Quali sono stati i risultati? La Spagna dovrebbe essere leggermente favorita (14,5% di probabilità di vittoria finale), seguono a breve distanza Inghilterra (12,4%), Francia (12,4%) e Germania (11,2%). Un po’ più indietro troviamo Portogallo (8,9%) e Argentina (8,2%), così come Paesi Bassi (5,6%) e Brasile (4,7%) (qui trovate le previsioni complete).

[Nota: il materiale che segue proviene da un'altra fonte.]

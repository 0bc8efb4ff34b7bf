//! Container runner errors.

use std::path::PathBuf;

use sluice_cache::{CacheError, ContentHash};

/// Errors that can occur while preparing or launching a task.
#[derive(Debug, thiserror::Error)]
pub enum ContainerError {
  #[error("i/o error on '{}': {source}", path.display())]
  Io {
    path: PathBuf,
    #[source]
    source: std::io::Error,
  },

  /// An input's bytes no longer match the recorded hash.
  #[error("input '{name}' is corrupt: expected {expected}, found {actual}")]
  IntegrityFailure {
    name: String,
    expected: ContentHash,
    actual: ContentHash,
  },

  #[error("input '{name}' not found at '{}'", path.display())]
  MissingInput { name: String, path: PathBuf },

  #[error("failed to start '{program}': {source}")]
  Spawn {
    program: String,
    #[source]
    source: std::io::Error,
  },

  #[error("invalid task: {message}")]
  InvalidTask { message: String },

  #[error("failed to hash input: {0}")]
  Hash(#[from] CacheError),

  #[error("failed to (de)serialize: {0}")]
  Serialization(#[from] serde_json::Error),
}

impl ContainerError {
  pub(crate) fn io(path: impl Into<PathBuf>, source: std::io::Error) -> Self {
    Self::Io {
      path: path.into(),
      source,
    }
  }
}
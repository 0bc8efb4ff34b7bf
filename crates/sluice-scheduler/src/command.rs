use async_trait::async_trait;
use tokio::process::Command;

/// Captured result of one scheduler command.
#[derive(Debug, Clone, Default, PartialEq, Eq)]
pub struct CommandOutput {
  /// Exit code; `None` if killed by a signal.
  pub status: Option<i32>,
  pub stdout: String,
  pub stderr: String,
}

impl CommandOutput {
  pub fn success(&self) -> bool {
    self.status == Some(0)
  }
}

/// Runs the scheduler's command-line tools.
#[async_trait]
pub trait CommandRunner: Send + Sync {
  async fn run(&self, program: &str, args: &[String]) -> std::io::Result<CommandOutput>;
}

/// Spawns real processes.
#[derive(Debug, Clone, Copy, Default)]
pub struct ProcessRunner;

#[async_trait]
impl CommandRunner for ProcessRunner {
  async fn run(&self, program: &str, args: &[String]) -> std::io::Result<CommandOutput> {
    let output = Command::new(program).args(args).output().await?;
    Ok(CommandOutput {
      status: output.status.code(),
      stdout: String::from_utf8_lossy(&output.stdout).into_owned(),
      stderr: String::from_utf8_lossy(&output.stderr).into_owned(),
    })
  }
}
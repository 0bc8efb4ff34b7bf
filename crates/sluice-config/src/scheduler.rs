use std::path::PathBuf;
use std::str::FromStr;
use std::time::Duration;

use serde::{Deserialize, Serialize};

use crate::env::{ConfigError, EnvLookup, parse_or};

/// Which external batch scheduler (if any) receives cluster-targeted tasks.
#[derive(Debug, Clone, Copy, Default, PartialEq, Eq, Serialize, Deserialize)]
#[serde(rename_all = "snake_case")]
pub enum SchedulerKind {
  /// Every task runs locally through the container runner.
  #[default]
  None,
  /// In-process scheduler running jobs as child processes.
  Local,
  /// Slurm, driven through its command line tools.
  Slurm,
}

impl FromStr for SchedulerKind {
  type Err = String;

  fn from_str(s: &str) -> Result<Self, Self::Err> {
    match s.to_ascii_lowercase().as_str() {
      "none" | "" => Ok(Self::None),
      "local" => Ok(Self::Local),
      "slurm" => Ok(Self::Slurm),
      other => Err(format!("unknown scheduler '{}'", other)),
    }
  }
}

/// Tuning for the scheduler client.
#[derive(Debug, Clone, PartialEq, Serialize, Deserialize)]
#[serde(default)]
pub struct SchedulerConfig {
  pub kind: SchedulerKind,
  /// Attempts for a scheduler command before the failure is surfaced.
  pub retries: u32,
  /// Fixed sleep between attempts.
  pub retry_delay_ms: u64,
  /// A job reported as NODE_FAIL longer than this is a terminal failure.
  pub node_fail_timeout_secs: u64,
  /// Slurm partition to submit into.
  pub partition: Option<String>,
  /// Program a batch job runs to execute a task; defaults to the current executable.
  pub helper_program: Option<PathBuf>,
}

impl Default for SchedulerConfig {
  fn default() -> Self {
    Self {
      kind: SchedulerKind::None,
      retries: 5,
      retry_delay_ms: 1000,
      node_fail_timeout_secs: 300,
      partition: None,
      helper_program: None,
    }
  }
}

impl SchedulerConfig {
  pub(crate) fn from_lookup(lookup: &dyn EnvLookup) -> Result<Self, ConfigError> {
    let defaults = Self::default();
    Ok(Self {
      kind: parse_or(lookup, "SLUICE_SCHEDULER", defaults.kind)?,
      retries: parse_or(lookup, "SLUICE_SCHEDULER_RETRIES", defaults.retries)?,
      retry_delay_ms: parse_or(
        lookup,
        "SLUICE_SCHEDULER_RETRY_DELAY_MS",
        defaults.retry_delay_ms,
      )?,
      node_fail_timeout_secs: parse_or(
        lookup,
        "SLUICE_NODE_FAIL_TIMEOUT_SECS",
        defaults.node_fail_timeout_secs,
      )?,
      partition: lookup.get("SLUICE_SLURM_PARTITION").filter(|p| !p.is_empty()),
      helper_program: lookup.get("SLUICE_HELPER_PROGRAM").map(PathBuf::from),
    })
  }

  pub fn retry_delay(&self) -> Duration {
    Duration::from_millis(self.retry_delay_ms)
  }

  pub fn node_fail_timeout(&self) -> Duration {
    Duration::from_secs(self.node_fail_timeout_secs)
  }
}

Visti gli esordi, per ora questo pronostico non sembra particolarmente fortunato.

Il modello è stato sviluppato collezionando un’ampia gamma di dati, tra cui le prestazioni delle squadre nelle precedenti partite internazionali, le quote dei bookmaker, le valutazioni dei giocatori nelle partite di club e internazionali e il valore medio di mercato delle squadre. Queste e altre informazioni sono state combinate utilizzando un algoritmo di apprendimento automatico, “alcuni di questi dati si sono resi disponibili solo poco prima del torneo. Per esempio, le rose definitive di tutte le 48 squadre sono state diffuse solo pochi giorni prima dell’inizio”, spiega Zeileis.
Dopo aver raccolto i dati e predisposto il modello, i ricercatori hanno fatto una cosa molto semplice: simulare l’andamento della Coppa del Mondo per 100.000 volte, partita per partita, basandosi sul sorteggio di composizione iniziale dei gironi e, naturalmente, seguendo tutte le regole FIFA. La Spagna, dunque, ha vinto in 14500 di queste simulazioni.
Sebbene, in generale, nello storico della Coppa del Mondo Fifa la squadra favorita abbia effettivamente vinto il titolo in diverse occasioni (ad esempio ai Mondiali del 2010, agli Europei del 2012 e ai Mondiali femminili del 2019), per i ricercatori questo non è un fattore decisivo: “La probabilità che la squadra favorita vinca effettivamente il torneo di solito non supera il 20%, il che significa anche che un’altra squadra vince con una probabilità dell’80%. Come statistico, sono quindi più interessato a capire se, in media, molte delle squadre che prevediamo arriveranno lontano ci riusciranno davvero” ha concluso Groll.